_WHAT THE TASK REQUIRES_: Could you restate word for word every line of the records below, from the first one to the one holding "use crate::config::OAuthConfig;"?

_GIVEN RECORDS_:

//! The persisted credential record
//!
//! One JSON file holds the single credential record for the deployment.
//! All writes use atomic temp-file + rename so a crash mid-write leaves
//! either the previous file or the new one, never a torn mix. The on-disk
//! field names match the layout produced by Google's client libraries so an
//! existing `token.json` can be adopted as-is.

use std::path::Path;

use chrono::{NaiveDateTime, TimeDelta};
use serde::{Deserialize, Serialize};
use tracing::debug;

use crate::config::OAuthConfig;
use crate::error::{Error, Result};
use crate::token::TokenResponse;

/// The single persisted OAuth2 credential record.
///
/// `expiry` is a naive UTC timestamp (no offset suffix on disk); validity
/// comparisons must use UTC "now" as well. `refresh_token` is only present
/// after a consent flow that requested offline access.
#[derive(Debug, Clone, PartialEq, Serialize, Deserialize)]
pub struct CredentialRecord {
    /// Current access token (Bearer token for API calls)
    #[serde(rename = "token")]
    pub access_token: String,
    /// Long-lived refresh token; never silently dropped by a refresh
    #[serde(default)]
    pub refresh_token: Option<String>,
    pub token_uri: String,
    pub client_id: String,
    pub client_secret: String,
    /// Scopes granted at consent time, immutable for the record's life
    pub scopes: Vec<String>,
    #[serde(default = "default_universe_domain")]
    pub universe_domain: String,
    /// Informational account hint, preserved across refresh
    #[serde(default)]
    pub account: String,
    /// Absolute UTC expiry of `access_token`
    #[serde(default)]
    pub expiry: Option<NaiveDateTime>,
}

fn default_universe_domain() -> String {
    "googleapis.com".into()
}

impl CredentialRecord {
    /// Build a fresh record from an authorization-code exchange response.
    pub fn from_exchange(config: &OAuthConfig, response: TokenResponse, now: NaiveDateTime) -> Self {
        Self {
            access_token: response.access_token,
            refresh_token: response.refresh_token,
            token_uri: config.token_uri.clone(),
            client_id: config.client_id.clone(),
            client_secret: config.client_secret.clone(),
            scopes: config.scopes.clone(),
            universe_domain: default_universe_domain(),
            account: String::new(),
            expiry: expiry_from_delta(now, response.expires_in),
        }
    }

    /// Build the updated record after a refresh grant.
    ///
    /// Client identity, scopes, account, and universe domain carry over
    /// unchanged. The previous refresh token is kept when the server's
    /// response omits one — servers legitimately omit it on renewal.
    pub fn apply_refresh(&self, response: TokenResponse, now: NaiveDateTime) -> Self {
        Self {
            access_token: response.access_token,
            refresh_token: response.refresh_token.or_else(|| self.refresh_token.clone()),
            expiry: expiry_from_delta(now, response.expires_in),
            ..self.clone()
        }
    }

    /// Strict validity check: the stored token is valid only while
    /// `now < expiry`. A record without an expiry is treated as expired.
    pub fn is_valid_at(&self, now: NaiveDateTime) -> bool {
        self.expiry.is_some_and(|expiry| now < expiry)
    }

    /// Load the record from the token file.
    ///
    /// Returns `Ok(None)` when the file does not exist (nothing persisted
    /// yet). An unreadable or unparsable file is a `Persistence` error —
    /// surfaced, never silently treated as absent.
    pub async fn load(path: &Path) -> Result<Option<Self>> {
        if !path.exists() {
            return Ok(None);
        }
        let contents = tokio::fs::read_to_string(path)
            .await
            .map_err(|e| Error::Persistence(format!("reading token file: {e}")))?;
        let record: CredentialRecord = serde_json::from_str(&contents)
            .map_err(|e| Error::Persistence(format!("parsing token file: {e}")))?;
        Ok(Some(record))
    }

    /// Persist the record, fully replacing any prior file.
    ///
    /// Writes to a temp file in the same directory and renames it over the
    /// target, so the file is never left partially written. Permissions are
    /// 0600 — the file holds live tokens and the client secret.
    pub async fn save(&self, path: &Path) -> Result<()> {
        let json = serde_json::to_string_pretty(self)
            .map_err(|e| Error::Persistence(format!("serializing record: {e}")))?;

        let dir = path
            .parent()
            .ok_or_else(|| Error::Persistence("token path has no parent directory".into()))?;
        let tmp_path = dir.join(format!(".token.tmp.{}", std::process::id()));

        tokio::fs::write(&tmp_path, json.as_bytes())
            .await
            .map_err(|e| Error::Persistence(format!("writing temp token file: {e}")))?;

        #[cfg(unix)]
        {
            use std::os::unix::fs::PermissionsExt;
            let perms = std::fs::Permissions::from_mode(0o600);
            tokio::fs::set_permissions(&tmp_path, perms)
                .await
                .map_err(|e| Error::Persistence(format!("setting token file permissions: {e}")))?;
        }

        tokio::fs::rename(&tmp_path, path)
            .await
            .map_err(|e| Error::Persistence(format!("renaming temp token file: {e}")))?;

        debug!(path = %path.display(), "persisted credential record");
        Ok(())
    }
}

/// Convert the token endpoint's `expires_in` (seconds delta) into an
/// absolute UTC expiry.
fn expiry_from_delta(now: NaiveDateTime, expires_in: u64) -> Option<NaiveDateTime> {
    now.checked_add_signed(TimeDelta::seconds(expires_in.min(i64::MAX as u64) as i64))
}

_WORKED SOLUTION_:
//! The persisted credential record
//!
//! One JSON file holds the single credential record for the deployment.
//! All writes use atomic temp-file + rename so a crash mid-write leaves
//! either the previous file or the new one, never a torn mix. The on-disk
//! field names match the layout produced by Google's client libraries so an
//! existing `token.json` can be adopted as-is.

use std::path::Path;

use chrono::{NaiveDateTime, TimeDelta};
use serde::{Deserialize, Serialize};
use tracing::debug;

use crate::config::OAuthConfig;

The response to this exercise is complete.